Изменить размер шрифта - +

— Конечно, трудно, ведь вы портреты списываете, личность человеческую проникаете.

— О том и ода?

— Да что мне перед вами таиться. Назвал я ее «Одой на рабство», имея в виду, что государыня запретила в бумагах официальных и прошениях всяческих подписывать именем раба, но подданного.

— Ошибаетесь, Василий Васильевич, — еще не запретила, только разговор подобный место имел. Вот все и всполошились.

— О звании я и не говорю, а только аллегорически весь позор рабства и крепостного ярма для государства, мнящего себя просвещенным, разбираю. Там и панегирических оборотов предостаточно, да Гаврила Романович на своем стоит: отложить печатание до лучших времен.

— Кто знает, не его ли правда.

— А вы что колеблетесь, Дмитрий Григорьевич? Ведь какую «Государыню-Законодательницу» представили и на меня в досаде были, что не расхвалил со всеми картины.

— Самолюбие авторское, Василий Васильевич, слаб человек. А по существу…

 

ПЕТЕРБУРГ

Васильевский остров. Дом Д. Г. Левицкого

В. В. Капнист, Д. Г. Левицкий

 

— Рад, душевно рад, Василий Васильевич, что минутку для старого друга нашел. Боялся, уедешь, не попрощавшись.

— Как можно, да еще после такой обиды, что Академия Художества тебе нанесла. Подумать только — от руководства классом живописи портретной отстранить, из штата уволить и все за что! По моим мыслям, так за одну только «Екатерину-Законодательницу», не иначе.

 

— Так полагаешь? А ведь стихи державинские куда как по душе государыне пришлись. Много Гаврилу Романовича хвалила, обещала судьбу его устроить, лишь бы дальше писать продолжал.

— Вот-вот, друже, стихи — одно, картина — другое.

— В чем другое?

— От глаза к сердцу путь короче, а у тебя государыня представлена, как монархию просвещенную Вольтер и Дидро начертали.

— О том и старался.

— Видишь, сам признаешь. Только больше ни Вольтер, ни Дидро, ни мысли их здесь не нужны.

— Разве?

— Как иначе, друже? Я сам в представлении потемкинском, что для императрицы на пути в Тавриду князь разыграл, участие разом со многими другими принимал. Все фокусы как делались собственными глазами лицезрел. На то и Киевский предводитель дворянства — куда денешься, служба такая.
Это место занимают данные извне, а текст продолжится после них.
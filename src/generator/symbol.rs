use std::{
    cell::{Cell, RefCell},
    rc::Rc,
};

use indexmap::IndexMap;
use once_cell::unsync::OnceCell;

use crate::{
    generator::{CompileError, CompileResult, Fragment, RenameContext, SqlWriter},
    metadata::{Member, TypeUsage},
};

pub type SymbolRef = Rc<Symbol>;

/// The compiler's name for an extent or a column.
///
/// `name` never changes. The rendered name starts out equal to it and can be
/// replaced at most once, either by the statement that owns the extent or,
/// for columns flagged `needs_renaming`, the first time the column is written.
#[derive(Debug)]
pub struct Symbol {
    name: String,
    ty: Option<TypeUsage>,
    new_name: OnceCell<String>,
    needs_renaming: Cell<bool>,
    columns: RefCell<IndexMap<String, SymbolRef>>,
    join: Option<JoinSymbol>,
}

/// Extra state of a symbol that stands for a join.
///
/// `extents` are the direct inputs; `flattened` lists every leaf extent of a
/// flattened join chain and never contains another join symbol. A nested join
/// hides an inner statement whose select list is `columns`.
#[derive(Debug)]
pub struct JoinSymbol {
    pub extents: Vec<SymbolRef>,
    name_to_extent: IndexMap<String, SymbolRef>,
    pub columns: Vec<SymbolRef>,
    pub flattened: Vec<SymbolRef>,
    pub is_nested: bool,
}

impl JoinSymbol {
    pub fn new(extents: Vec<SymbolRef>) -> Self {
        let name_to_extent = extents
            .iter()
            .map(|e| (e.name().to_ascii_lowercase(), e.clone()))
            .collect();
        Self { extents, name_to_extent, columns: Vec::new(), flattened: Vec::new(), is_nested: false }
    }

    /// Join over an inner statement already finalized with `columns`.
    pub fn nested(extents: Vec<SymbolRef>, columns: Vec<SymbolRef>, flattened: Vec<SymbolRef>) -> Self {
        Self { columns, flattened, is_nested: true, ..Self::new(extents) }
    }

    pub fn with_flattened(mut self, flattened: Vec<SymbolRef>) -> Self {
        self.flattened = flattened;
        self
    }

    /// Input extent bound to the join variable `name`.
    pub fn extent(&self, name: &str) -> Option<SymbolRef> {
        self.name_to_extent.get(&name.to_ascii_lowercase()).cloned()
    }
}

impl Symbol {
    fn build(name: &str, ty: Option<TypeUsage>, join: Option<JoinSymbol>) -> SymbolRef {
        Rc::new(Self {
            name: name.to_string(),
            ty,
            new_name: OnceCell::new(),
            needs_renaming: Cell::new(false),
            columns: RefCell::new(IndexMap::new()),
            join,
        })
    }

    pub fn extent(name: &str, ty: TypeUsage) -> SymbolRef {
        Self::build(name, Some(ty), None)
    }

    pub fn column(name: &str) -> SymbolRef {
        Self::build(name, None, None)
    }

    pub fn join(name: &str, ty: TypeUsage, join: JoinSymbol) -> SymbolRef {
        Self::build(name, Some(ty), Some(join))
    }

    pub fn name(&self) -> &str {
        &self.name
    }

    pub fn current_name(&self) -> &str {
        self.new_name.get().map(String::as_str).unwrap_or(&self.name)
    }

    pub fn ty(&self) -> Option<&TypeUsage> {
        self.ty.as_ref()
    }

    pub fn is_renamed(&self) -> bool {
        self.new_name.get().is_some()
    }

    /// Assign the rendered name. Returns false if the symbol was already renamed.
    #[must_use]
    pub fn rename(&self, new_name: String) -> bool {
        self.new_name.set(new_name).is_ok()
    }

    pub fn needs_renaming(&self) -> bool {
        self.needs_renaming.get()
    }

    pub fn mark_needs_renaming(&self) {
        self.needs_renaming.set(true);
    }

    pub fn as_join(&self) -> Option<&JoinSymbol> {
        self.join.as_ref()
    }

    pub fn is_join(&self) -> bool {
        self.join.is_some()
    }

    /// Row members of the symbol's type.
    pub fn properties(&self) -> &[Member] {
        self.ty.as_ref().map(TypeUsage::properties).unwrap_or(&[])
    }

    pub fn column_symbol(&self, name: &str) -> Option<SymbolRef> {
        self.columns.borrow().get(&name.to_ascii_lowercase()).cloned()
    }

    /// Column symbol for member `name`, created on first use.
    pub fn column_or_insert(&self, name: &str) -> SymbolRef {
        self.columns
            .borrow_mut()
            .entry(name.to_ascii_lowercase())
            .or_insert_with(|| Symbol::column(name))
            .clone()
    }
}

impl Fragment for Symbol {
    fn write_sql(&self, writer: &mut SqlWriter, ctx: &mut RenameContext) -> CompileResult<()> {
        if self.needs_renaming.get() && !self.is_renamed() {
            let fresh = ctx.fresh_column_name(&self.name);
            if !self.rename(fresh) {
                return Err(CompileError::invalid_state(format!("column '{}' renamed twice", self.name)));
            }
            self.needs_renaming.set(false);
        }
        writer.write(self.current_name());
        Ok(())
    }
}

/// A column reached through a nested join: `source` is the join extent that
/// is written, `column` the symbol it exposes.
#[derive(Debug, Clone)]
pub struct SymbolPair {
    pub source: SymbolRef,
    pub column: SymbolRef,
}

impl SymbolPair {
    pub fn new(source: SymbolRef, column: SymbolRef) -> Self {
        Self { source, column }
    }
}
— И учеников академических, что декорации бесчисленные писали, видел?

— Да оставь, друже, в декорациях ли дело! Ты бы на скот дохлый поглядел, на людей до смерти заморенных. Ведь каждому своя корова дорога, второго вола тоже не купишь — полжизни работать придется. А скот-то по-над Доном подряд у всех отбирали да к Днепру гнали, чтобы благополучие пейзанское наглядно представить. Как возвращать да сохранить, никто не думал. Бабы десятки верст за кормилицами своими с ведрами бежали, слезами умывались. Иных буренок молоком вместо воды поили: подоят — тут же и напоят. Воды-то неоткуда взять. Хлебом всю степь ковыльную пахали да засевали, а зерно как у крестьян для того отбирали, подумал? А ты — писанные декорации, академисты-художники!

— Так это Потемкин — его дела.

— Потемкин? А у государыни ни советчиков, ни соглядатаев, ни собственных глаз? В степи голой богатство такое, поди, не захочешь, да подумаешь: откуда бы ему взяться. Парки из срубленных дубов на обратном пути государыни уже попривяли, так их свежесрубленными березками заменили — авось, в нужный день постоят, ехце не увянут. И того тоже не заметила? Как обо всем этом Фернейскому патриарху рассказать? Какими словами мудреца старого заговорить?

— И никто государыне слова не сказал? Глаз не открыл?

— Меня что ли, друже, в виду имеешь? Так меня и близко к государыне никто бы не подпустил.